Elias had learned this version of Ashwin existed only after Victor’s third meeting of the day. And it was terrifying.
He sat at his side of the desk, the left, because apparently that was a territorial concession now, pretending to focus on the stack of data reports projected across his terminal. The desk’s surface glowed faintly under the ether light, dividing the workspace into two symmetrical halves. The right was pristine, untouched, sacred order. The left was... cluttered with notes, half-drunk coffee, and one unfortunate stylus that had died a noble death in his hand an hour ago.
Ashwin stood by the door, arms crossed, a picture of elegance and mischief. "You’ve been staring at the same line for ten minutes, Doctor."
"I’m thinking," Elias said, his eyes still on the screen.
"About what?"
"Whether throwing myself out that window would void my contract."
Ashwin raised an eyebrow, unimpressed. "That would depend on whether you landed on a Numen-owned surface."
Elias gave him a flat look over his gold-rimmed glasses. "I hate that you probably know the answer."
"I read the employee manual," Ashwin said with solemn pride. "Twice."
"Of course you did," Elias muttered, turning back to his screen. He was trying to focus, he really was, but the office had an atmosphere that refused to let him.
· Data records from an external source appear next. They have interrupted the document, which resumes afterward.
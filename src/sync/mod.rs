//! Task graph reconciliation.
//!
//! This module materializes graph nodes as tracker items and keeps them in
//! step with the graph: a persisted identity mapping anchors idempotency,
//! the reconciler creates or rewrites items, the dependency state machine
//! maintains blocked labels, the hierarchy linker records parent/child
//! links, and snapshots after every node make a failed run resumable.
//!
//! - Domain types in [`domain`]
//! - Port contracts in [`ports`]
//! - Adapter implementations in [`adapters`]
//! - Orchestration services in [`services`]

pub mod adapters;
pub mod domain;
pub mod ports;
pub mod services;

#[cfg(test)]
mod tests;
The faint hum of the ether conduits below, the constant subtle vibration of power running through every wall, and the undeniable presence of Victor even in absence.
The right side of the desk looked empty, but it wasn’t. It felt like Victor, restrained, infuriatingly present. Elias had tried not to look at it for the past hour and had failed at least twenty times.
His gaze drifted again. The neatly stacked files. The unused pen. The faint indentation on the chair cushion where Victor had last sat. It was like the man had left a gravitational field behind. Which, in fairness, he probably had.
"Staring again," Ashwin noted.
"I’m not," Elias lied.
Ashwin tilted his head slightly. "You miss him already."
Elias nearly choked. "I... no. Absolutely not. I’m enjoying the silence."
"Of course," Ashwin said smoothly. "That’s why you’ve sighed fourteen times since he left."
"I’m not being tracked," Elias said sharply.
"I’m a bodyguard," Ashwin replied. "It’s in the job description."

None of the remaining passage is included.